All 336,146 entries share a conversation-style format (system → user → assistant), making this dataset a large, ready-to-use supply of Turkish instruction-following examples—but that very uniformity is its most important caveat.
What Sets It Apart
- Single, consistent system prompt across every record: improves intra-dataset consistency and simplifies loss masking for SFT, but increases the risk that a model will overfit to that specific system instruction and underperform under different system prompts.
- Conversation-native structure: each example stores messages as role-tagged segments rather than paired input/target text, reducing preprocessing work for chat-oriented training pipelines and enabling direct application of chat templates from tokenizers.

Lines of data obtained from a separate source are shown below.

//! Schema-driven form validation.
//!
//! Provides rule types, a pure evaluator, the concrete form schemas,
//! and per-form draft state -- all without I/O.

pub mod evaluator;
pub mod rules;
pub mod schemas;
pub mod state;

pub use evaluator::{validate, validate_draft};
pub use rules::{Check, FieldError, FieldRule, FieldSchema, FormSchema, ValidationReport};
pub use schemas::{login_schema, production_schema, signup_schema};
pub use state::FormState;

- Broad task coverage with scale: observed examples include rewrites, style transfers, summarization, extractive/abstractive QA, structured JSON/Markdown outputs, NLU-style extraction, numeric reasoning and domain-specific (API, security, health) prompts—useful for building general-purpose Turkish instruction-following assistants.

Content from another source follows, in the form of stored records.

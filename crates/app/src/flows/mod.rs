//! The operations views drive.
//!
//! Every flow takes the [`CancellationToken`] owned by the initiating
//! view. The network await runs under `tokio::select!` against that
//! token, so a view torn down mid-flight discards the late response
//! instead of mutating state it no longer owns. A cancelled flow
//! reports [`FlowError::Cancelled`] and touches nothing.

pub mod auth;
pub mod productions;

use std::future::Future;

use tokio_util::sync::CancellationToken;

use playbill_client::ApiError;

use crate::error::FlowError;
use crate::state::App;

impl App {
    /// Start-of-session work: fetch the catalog and probe the session.
    ///
    /// The two requests overlap and neither waits on the other. Each
    /// half reports through its own flow; boot itself only logs.
    pub async fn boot(&self, cancel: &CancellationToken) {
        let (catalog, probe) = tokio::join!(
            self.refresh_productions(cancel),
            self.probe_session(cancel),
        );

        if let Err(e) = catalog {
            tracing::debug!(error = %e, "Catalog fetch failed during boot");
        }
        match probe {
            Ok(Some(user)) => tracing::debug!(username = %user.username, "Booted signed in"),
            Ok(None) => tracing::debug!("Booted anonymous"),
            Err(e) => tracing::debug!(error = %e, "Session probe cancelled during boot"),
        }
    }
}

/// Await one client call under the view's cancellation token.
///
/// `biased` makes cancellation win when both sides are ready, so an
/// already-cancelled token never lets the call start.
pub(crate) async fn guarded<T>(
    cancel: &CancellationToken,
    call: impl Future<Output = Result<T, ApiError>>,
) -> Result<T, FlowError> {
    tokio::select! {
        biased;
        _ = cancel.cancelled() => Err(FlowError::Cancelled),
        result = call => result.map_err(FlowError::from),
    }
}
//! Account flows: registration, login, logout, and the session probe.

use tokio_util::sync::CancellationToken;

use playbill_core::forms::{login_schema, signup_schema, validate_draft};
use playbill_core::{LoginDraft, SignupDraft, User};

use crate::error::FlowError;
use crate::flows::guarded;
use crate::state::App;

impl App {
    /// Register a new account.
    ///
    /// Validates the draft locally first; an invalid draft never
    /// reaches the network. On success the new user becomes the
    /// current session and comes back as the caller's navigation cue.
    /// A server rejection (taken username, taken email) is published
    /// as an error notice; the session stays as it was.
    pub async fn sign_up(
        &self,
        draft: &SignupDraft,
        cancel: &CancellationToken,
    ) -> Result<User, FlowError> {
        let report = validate_draft(&signup_schema(), draft);
        if !report.is_submittable() {
            return Err(FlowError::Invalid(report));
        }

        let user = match guarded(cancel, self.api.sign_up(draft)).await {
            Ok(user) => user,
            Err(e) => return Err(self.notify_failure(e)),
        };

        self.session.set(user.clone()).await;
        tracing::info!(username = %user.username, "Account created, signed in");
        Ok(user)
    }

    /// Authenticate with email and password.
    ///
    /// Same shape as [`App::sign_up`]: local gate, then the request.
    /// Wrong credentials surface as an error notice carrying the
    /// server's message, never as inline field errors.
    pub async fn log_in(
        &self,
        draft: &LoginDraft,
        cancel: &CancellationToken,
    ) -> Result<User, FlowError> {
        let report = validate_draft(&login_schema(), draft);
        if !report.is_submittable() {
            return Err(FlowError::Invalid(report));
        }

        let user = match guarded(cancel, self.api.log_in(draft)).await {
            Ok(user) => user,
            Err(e) => return Err(self.notify_failure(e)),
        };

        self.session.set(user.clone()).await;
        tracing::info!(username = %user.username, "Signed in");
        Ok(user)
    }

    /// End the current session.
    ///
    /// Only a confirmed 204 clears the local session; on failure the
    /// user stays signed in locally and a notice reports why.
    pub async fn log_out(&self, cancel: &CancellationToken) -> Result<(), FlowError> {
        if let Err(e) = guarded(cancel, self.api.log_out()).await {
            return Err(self.notify_failure(e));
        }

        self.session.clear().await;
        tracing::info!("Signed out");
        Ok(())
    }

    /// Ask the server who the session cookie belongs to.
    ///
    /// Runs silently at boot. Any API failure just means the caller is
    /// anonymous: the session is cleared, nothing is published, and
    /// the flow still succeeds. Only cancellation propagates.
    pub async fn probe_session(
        &self,
        cancel: &CancellationToken,
    ) -> Result<Option<User>, FlowError> {
        match guarded(cancel, self.api.current_user()).await {
            Ok(user) => {
                self.session.set(user.clone()).await;
                tracing::debug!(username = %user.username, "Session restored");
                Ok(Some(user))
            }
            Err(FlowError::Api(e)) => {
                tracing::debug!(error = %e, "No session to restore");
                self.session.clear().await;
                Ok(None)
            }
            Err(other) => Err(other),
        }
    }
}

- Single train-only split and reported MIT license: simplifies immediate use but requires users to create validation/test splits and to independently verify licensing for downstream redistribution.
Who it's for and trade-offs
Great fit if you need a large, chat-formatted Turkish SFT corpus to bootstrap instruction tuning or LoRA/QLoRA experiments and you plan to (a) apply a chat template-aware tokenizer and (b) implement your own validation split. Look elsewhere if you require inherently diverse system prompts for robust prompt-generalization testing, a curated validation/test set, or guaranteed absence of PII—automated pattern scans found instances resembling emails, phone numbers, national-ID-like strings and URLs, so contextual PII review and masking are recommended before production use.
Practical notes: the dataset is stored as JSONL with a single messages column; many loader examples and tokenizer guidance exist on the hosting page to help map messages into model-specific chat templates. Legal caution: repository metadata reports an MIT license, but the dataset may aggregate external sources—perform a rights review before redistribution or commercial use.